Efficient upload and retrieval of primary data
The LIMS Light data
In LIMS Light we are able to store primary data of many different data domains. Currently there are stored more than 30.000 files in the system with a total data volume of approximately 900 GB. With 307 GB, sequence data consumes the most storage space followed by image data (145 GB) and textual data (135 GB).
A functional overview of LIMS Light
As mentioned before, LIMS Light has three main components, the management, the upload, and the retrieval of data. With the management component the user can create and modify all objects defined in the workflow. When creating a project the user can specify the project name and description, the responsible person for the project and the project start and end timepoint. Additionally, it can be defined which users and groups will have access to the project. The creation of an experiment includes information about the experiment name, description and date. The user can also assign material and associate ontologies to the experiment. The access rights for users and groups can be specified here as well as in the projects part. In the workset view the user can create new worksets including their description. Within the worksets, single or multiple files can be uploaded with the LIMS Light Uploader. The uploader is a wizard based tool which comprises the selection of project, experiment and workset. Projects and experimentsd can only be selected, if access rights were granted to the user. Inside the selected workset the user can select files and directories for upload. The retrieval of data has two parts, a search component and a download tool. With the search function the user can search for specific data containing a specific project, experiment, workset or filename. Additionally the user can search for data comprising a specific ontology, material or description. The Downloader is able to retrieve the data stored in the LIMS Light system. The user can decide wether a single file or multiple files or even whole worksets including subworksets should be downloaded.
LIMS Light usecase
The web interface supports the LIMS Light workflow, thus enabling the user to manage projects, experiments, worksets and files. This workflow makes it easy for all the different biological groups to upload their primary data. A user with sequence data can use it as well as a user storing image data.
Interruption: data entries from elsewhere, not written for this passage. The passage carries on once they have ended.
#[cfg(test)]
mod tests {
    use super::*;
    use std::sync::atomic::AtomicBool;
    use std::time::Duration;

    use crate::logic::backend::mock::MockAdapter;
    use crate::logic::correlator::ThreatKind;
    use crate::logic::deploy::heartbeat::{HeartbeatProbe, ProbeMode};
    use crate::logic::deploy::DeployTuning;
    use crate::logic::events::EventBus;
    use crate::logic::never_block::NeverBlockEntry;
    use crate::logic::store::DeploymentState;
    use uuid::Uuid;

    struct Rig {
        autonomy: Arc<AutonomyController>,
        store: Arc<Store>,
        deploy: Arc<DeployController>,
        never_block: Arc<NeverBlockList>,
    }

    async fn rig(level: AutonomyLevel, breaker_limit: u32, rate_per_min: u32) -> Rig {
        let store = Arc::new(Store::open_in_memory().await.unwrap());
        let bus = Arc::new(EventBus::new());
        let never_block = Arc::new(NeverBlockList::new());
        let adapter: Arc<MockAdapter> = Arc::new(MockAdapter::new());
        let safety = Arc::new(SafetySwitch::new());
        let probe = HeartbeatProbe::new(ProbeMode::Scripted(Arc::new(AtomicBool::new(true))));
        let deploy = DeployController::new(
            store.clone(),
            bus,
            never_block.clone(),
            adapter.clone(),
            probe,
            safety.clone(),
            DeployTuning {
                lock_timeout: Duration::from_millis(300),
                heartbeat_timeout: Duration::from_millis(30),
                probe_interval: Duration::from_millis(10),
                backup_retain_days: 7,
            },
        );
        let autonomy = AutonomyController::new(
            store.clone(),
            never_block.clone(),
            safety,
            deploy.clone(),
            adapter,
            level,
            CircuitBreaker::new(breaker_limit, Duration::from_secs(600)),
            rate_per_min,
            24,
        );
        Rig { autonomy, store, deploy, never_block }
    }

    fn assessment(subject: &str, kind: ThreatKind, count: u64, sources: usize) -> ThreatAssessment {
        ThreatAssessment {
            id: Uuid::new_v4(),
            kind,
            subject: subject.parse().unwrap(),
            score: 0.9,
            evidence: vec![],
            event_count: count,
            distinct_sources: sources,
            ports: vec![],
            recommendation: Recommendation::BlockSubject,
            expires_suggestion: kind.block_ttl(),
            templated_rule: None,
            created_at: Utc::now(),
        }
    }

    async fn settle(rig: &Rig, deployment: &Deployment) {
        // commit so the next deployment can take the backend lock
        for _ in 0..100 {
            let d = rig.store.get_deployment(deployment.id).await.unwrap().unwrap();
            if d.state == DeploymentState::Committed {
                return;
            }
            let _ = rig.deploy.commit(deployment.id).await;
            tokio::time::sleep(Duration::from_millis(5)).await;
        }
    }

    #[tokio::test]
    async fn cautious_brute_force_deploys_and_audits() {
        let rig = rig(AutonomyLevel::Cautious, 10, 10).await;
        let a = assessment("203.0.113.7/32", ThreatKind::BruteForce, 60, 1);
        let a_id = a.id;

        let outcome = rig.autonomy.handle(a).await.unwrap();
        let AutonomyOutcome::Deployed(deployment) = outcome else {
            panic!("expected a deployment");
        };
        settle(&rig, &deployment).await;

        let kinds: Vec<String> = rig
            .store
            .audit_tail(30)
            .await
            .unwrap()
            .iter()
            .map(|r| r.kind.clone())
            .collect();
        assert!(kinds.contains(&"threat-escalated".to_string()));
        assert!(kinds.contains(&"autonomous-applied".to_string()));

        let applied = rig
            .store
            .audit_by_kind(AuditKind::AutonomousApplied)
            .await
            .unwrap();
        assert!(applied[0].detail.contains(&a_id.to_string()));
    }

    #[tokio::test]
    async fn never_block_entry_suppresses_feed_hit() {
        let rig = rig(AutonomyLevel::Aggressive, 10, 10).await;
        rig.never_block
            .add(NeverBlockEntry::parse("10.0.0.1/32").unwrap());

        let outcome = rig
            .autonomy
            .handle(assessment("10.0.0.1/32", ThreatKind::FeedHit, 1, 1))
            .await
            .unwrap();
        assert!(matches!(outcome, AutonomyOutcome::Suppressed(ref r) if r == "never-block-match"));

        // no proposal was created
        assert!(rig.store.list_proposals(None).await.unwrap().is_empty());
        let suppressed = rig
            .store
            .audit_by_kind(AuditKind::AutonomySuppressed)
            .await
            .unwrap();
        assert_eq!(suppressed[0].error_kind.as_deref(), Some("never-block-match"));
    }

    #[tokio::test]
    async fn breaker_suppresses_after_limit_with_policy_violation() {
        let rig = rig(AutonomyLevel::Aggressive, 2, 100).await;
        for i in 0..2 {
            let a = assessment(
                &format!("203.0.113.{}/32", i + 1),
                ThreatKind::BruteForce,
                60,
                2,
            );
            let outcome = rig.autonomy.handle(a).await.unwrap();
            let AutonomyOutcome::Deployed(d) = outcome else { panic!("expected deploy") };
            settle(&rig, &d).await;
        }

        let err = rig
            .autonomy
            .handle(assessment("203.0.113.99/32", ThreatKind::BruteForce, 60, 2))
            .await
            .unwrap_err();
        assert_eq!(err.kind(), "policy-violation");
        assert!(rig.autonomy.breaker_tripped());
        let tripped = rig.store.audit_by_kind(AuditKind::BreakerTripped).await.unwrap();
        assert_eq!(tripped.len(), 1);

        // operator reset through a level change
        rig.autonomy.set_level(AutonomyLevel::Aggressive).await.unwrap();
        assert!(!rig.autonomy.breaker_tripped());
    }

    #[tokio::test]
    async fn monitor_level_proposes_instead_of_deploying() {
        let rig = rig(AutonomyLevel::Monitor, 10, 10).await;
        let outcome = rig
            .autonomy
            .handle(assessment("198.51.100.9/32", ThreatKind::PortScan, 40, 1))
            .await
            .unwrap();
        let AutonomyOutcome::Proposed(proposal) = outcome else {
            panic!("monitor level must not deploy");
        };
        assert_eq!(proposal.state, ProposalState::PendingApproval);
        assert_eq!(proposal.origin().as_str(), "daemon-propose");
        assert!(rig
            .store
            .deployment_for_proposal(proposal.id)
            .await
            .unwrap()
            .is_none());
    }

    #[tokio::test]
    async fn cautious_wants_corroboration() {
        let rig = rig(AutonomyLevel::Cautious, 10, 10).await;
        // single source, only 15 events: not 3x the threshold
        let outcome = rig
            .autonomy
            .handle(assessment("198.51.100.9/32", ThreatKind::BruteForce, 15, 1))
            .await
            .unwrap();
        assert!(
            matches!(outcome, AutonomyOutcome::Suppressed(ref r) if r == "insufficient-corroboration")
        );
    }

    #[tokio::test]
    async fn subject_cooldown_blocks_double_response() {
        let rig = rig(AutonomyLevel::Aggressive, 10, 10).await;
        let first = rig
            .autonomy
            .handle(assessment("198.51.100.9/32", ThreatKind::BruteForce, 60, 2))
            .await
            .unwrap();
        let AutonomyOutcome::Deployed(d) = first else { panic!() };
        settle(&rig, &d).await;

        let second = rig
            .autonomy
            .handle(assessment("198.51.100.9/32", ThreatKind::PortScan, 40, 2))
            .await
            .unwrap();
        assert!(matches!(second, AutonomyOutcome::Suppressed(ref r) if r == "subject-cooldown"));
    }

    #[tokio::test]
    async fn broad_subject_refused_equal_accepted() {
        let rig = rig(AutonomyLevel::Aggressive, 10, 10).await;
        // wider than /24: refused
        let outcome = rig
            .autonomy
            .handle(assessment("198.51.0.0/16", ThreatKind::FeedHit, 1, 1))
            .await
            .unwrap();
        assert!(matches!(outcome, AutonomyOutcome::Suppressed(ref r) if r == "subject-too-broad"));

        // exactly /24: accepted
        let outcome = rig
            .autonomy
            .handle(assessment("198.51.100.0/24", ThreatKind::FeedHit, 1, 1))
            .await
            .unwrap();
        assert!(matches!(outcome, AutonomyOutcome::Deployed(_)));
    }

    #[tokio::test]
    async fn user_contradiction_suppresses() {
        let rig = rig(AutonomyLevel::Aggressive, 10, 10).await;
        // a committed user accept rule for the subject
        let mut allow = crate::logic::policy::PolicyRule::new(
            crate::logic::policy::Direction::Input,
            crate::logic::policy::Action::Accept,
            crate::logic::policy::Origin::User,
        );
        allow.family = crate::logic::policy::Family::Ipv4;
        allow.source = Some(crate::logic::policy::AddrSpec::Network(
            "198.51.100.9/32".parse().unwrap(),
        ));
        // user explicitly accepted SSH from this host; the templated block
        // would contradict it
        allow.protocol = crate::logic::policy::Protocol::Tcp;
        allow.destination_port = Some(crate::logic::policy::PortSpec::Single(22));
        let mut proposal = Proposal::new(allow, "mock");
        proposal.state = ProposalState::Approved;
        proposal.verdict = Some(Verdict::ok());
        rig.store.insert_proposal(&proposal, None).await.unwrap();
        let deployment = rig.deploy.deploy(proposal.id).await.unwrap();
        settle(&rig, &deployment).await;

        let outcome = rig
            .autonomy
            .handle(assessment("198.51.100.9/32", ThreatKind::BruteForce, 60, 2))
            .await
            .unwrap();
        assert!(matches!(outcome, AutonomyOutcome::Suppressed(ref r) if r == "user-rule-conflict"));
    }
}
To show the principles of LIMS Light in a more practical way we have uploaded a usecase for public access (http://limslight.ipk-gatersleben.de (user: limslight_public, passwort: limslight_public)).
With the LIMS Light System we developed a primary data management system which provides an efficient storage system with a Hierarchical Storage Management System and an Oracle relational database. With our VPD Access Control Method we can guarantee the security of the stored primary data. We further developed a system which provides a high performance upload and download and an efficient retrieval of the data. With those first steps we are now able to proceed for the next step which is the integration of data citation so that scientists, using the LIMS Light system, can cite their primary data within their publications.
Primary lab data storage
For handling the primary lab data two kinds of data have to be stored. These are on one hand the data files themselves and on the other hand the metadata. The files are stored on a file system (also recommended by ). We used the hierarchical storage management (HSM) system SAM-FS (version 4.6.5) running under Sun Solaris 10.5. The meta information (e.g. taxonomy data, experiment conditions, genotypes, etc.) is stored in the relational database system Oracle (Oracle Enterprise Server 11 g version 220.127.116.11.0 - 64bit). Additionally, the references to the files are managed within the database together with the metadata. Therefore, the concept of Oracle BFiles as a special data type within the relational tables is used.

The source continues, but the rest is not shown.